Dianggap Lakukan Provokasi, Mahasiswa dan Buruh Ditangkap Polisi
loading...
A
A
A
MALANG - Dua mahasiswa dan seorang buruh harian lepas ditangkap Satuan Reserse Kriminal (Satreskrim) Polresta Malang Kota, karena diduga melakukan aksi provokasi di tengah pandemi Covid-19.

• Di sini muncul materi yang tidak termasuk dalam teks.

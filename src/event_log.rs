use serde::{Deserialize, Serialize};
use std::time::Instant;

use crate::door::InteractOutcome;
use crate::error::GridResult;

/// Things that happen in the world, recorded for later inspection
#[derive(Clone, Debug, PartialEq, Serialize, Deserialize)]
pub enum WorldEvent {
    MapLoaded { size: i32, walls: usize, doors: usize },
    MovementStarted { goal_x: i32, goal_y: i32, cells: usize },
    /// A move request found no route
    MovementBlocked { goal_x: i32, goal_y: i32 },
    MovementFinished { x: i32, y: i32 },
    MovementInterrupted { x: i32, y: i32 },
    DoorInteraction { x: i32, y: i32, outcome: InteractOutcome },
    ItemsCollected { x: i32, y: i32, stacks: usize },
    ItemDropped { x: i32, y: i32, name: String, count: u32 },
}

/// Logged event with timestamp and the tick it happened on
#[derive(Clone, Debug, Serialize, Deserialize)]
pub struct LoggedEvent {
    /// Milliseconds since the log was created
    pub timestamp_ms: u64,
    pub tick: u64,
    pub event: WorldEvent,
}

/// Event recorder
pub struct EventLog {
    start_time: Instant,
    enabled: bool,
    events: Vec<LoggedEvent>,
}

impl EventLog {
    pub fn new(enabled: bool) -> Self {
        EventLog {
            start_time: Instant::now(),
            enabled,
            events: Vec::new(),
        }
    }

    /// Record an event with the current timestamp
    pub fn record(&mut self, tick: u64, event: WorldEvent) {
        if !self.enabled {
            return;
        }
        let timestamp_ms = self.start_time.elapsed().as_millis() as u64;
        self.events.push(LoggedEvent {
            timestamp_ms,
            tick,
            event,
        });
    }

    pub fn events(&self) -> &[LoggedEvent] {
        &self.events
    }

    /// Save log to JSON file
    pub fn save_to_file(&self, path: &str) -> GridResult<()> {
        let json = serde_json::to_string_pretty(&self.events)?;
        std::fs::write(path, json)?;
        Ok(())
    }

    /// Get summary statistics
    pub fn summary(&self) -> String {
        let mut moves = 0;
        let mut blocked = 0;
        let mut interrupted = 0;
        let mut doors_opened = 0;
        let mut doors_closed = 0;
        let mut refusals = 0;
        let mut pickups = 0;

        for logged in &self.events {
            match &logged.event {
                WorldEvent::MovementFinished { .. } => moves += 1,
                WorldEvent::MovementBlocked { .. } => blocked += 1,
                WorldEvent::MovementInterrupted { .. } => interrupted += 1,
                WorldEvent::DoorInteraction { outcome, .. } => match outcome {
                    InteractOutcome::Opened => doors_opened += 1,
                    InteractOutcome::Closed => doors_closed += 1,
                    InteractOutcome::Unlocked => {}
                    _ => refusals += 1,
                },
                WorldEvent::ItemsCollected { .. } => pickups += 1,
                _ => {}
            }
        }

        let last_tick = self.events.last().map(|e| e.tick).unwrap_or(0);

        format!(
            "Ticks: {}\n\
             Total Events: {}\n\
             Movement: {} finished, {} blocked, {} interrupted\n\
             Doors: {} opened, {} closed, {} refused\n\
             Pickups: {}",
            last_tick,
            self.events.len(),
            moves,
            blocked,
            interrupted,
            doors_opened,
            doors_closed,
            refusals,
            pickups
        )
    }
}

impl Default for EventLog {
    fn default() -> Self {
        EventLog::new(true)
    }
}

#[cfg(test)]
mod tests {
    use super::*;

    #[test]
    fn disabled_log_records_nothing() {
        let mut log = EventLog::new(false);
        log.record(1, WorldEvent::MovementFinished { x: 0, y: 0 });
        assert!(log.events().is_empty());
    }

    #[test]
    fn summary_counts_events() {
        let mut log = EventLog::new(true);
        log.record(3, WorldEvent::MovementBlocked { goal_x: 1, goal_y: 1 });
        log.record(
            9,
            WorldEvent::DoorInteraction {
                x: 2,
                y: 2,
                outcome: InteractOutcome::Opened,
            },
        );
        log.record(
            12,
            WorldEvent::DoorInteraction {
                x: 2,
                y: 2,
                outcome: InteractOutcome::NeedsKey,
            },
        );
        let summary = log.summary();
        assert!(summary.contains("Ticks: 12"));
        assert!(summary.contains("0 finished, 1 blocked"));
        assert!(summary.contains("1 opened, 0 closed, 1 refused"));
    }

    #[test]
    fn events_serialize_to_json() {
        let mut log = EventLog::new(true);
        log.record(0, WorldEvent::MapLoaded { size: 50, walls: 3, doors: 1 });
        let json = serde_json::to_string(log.events()).unwrap();
        assert!(json.contains("MapLoaded"));
    }
}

Tiga orang yang ditangkap dan telah ditetapkan sebagai tersangka tersebut, antara lain mahasiswa berinisial MAA (20) warga Dusun Bugis, Desa Saptorenggo, Kecamatan Pakis, Kabupaten Malang; buruh harian lepas berinisial SRA (20) warga Dusun Krajan, Kelurahan Watugede, Kecamatan Singosari, Kabupaten Malang; dan mahasiswa berinisial AFF (22) warga Dukuh Tengah, Kecamatan Buduran, Kabupaten Sidoarjo
"Ketiganya kami jerat dengan pasal 14, 15 UU No. 1/1946 dan atau pasal 160 KUHP, dengan ancaman hukuman penjara 10 tahun. Mereka dinilai telah melakukan aksi provokasi, sehingga meresahkan masyarakat di tengah pandemi Covid-19," tegas Kapolresta Malang Kota, Kombes Pol. Leonardus Simarmat, Rabu (22/4/2020).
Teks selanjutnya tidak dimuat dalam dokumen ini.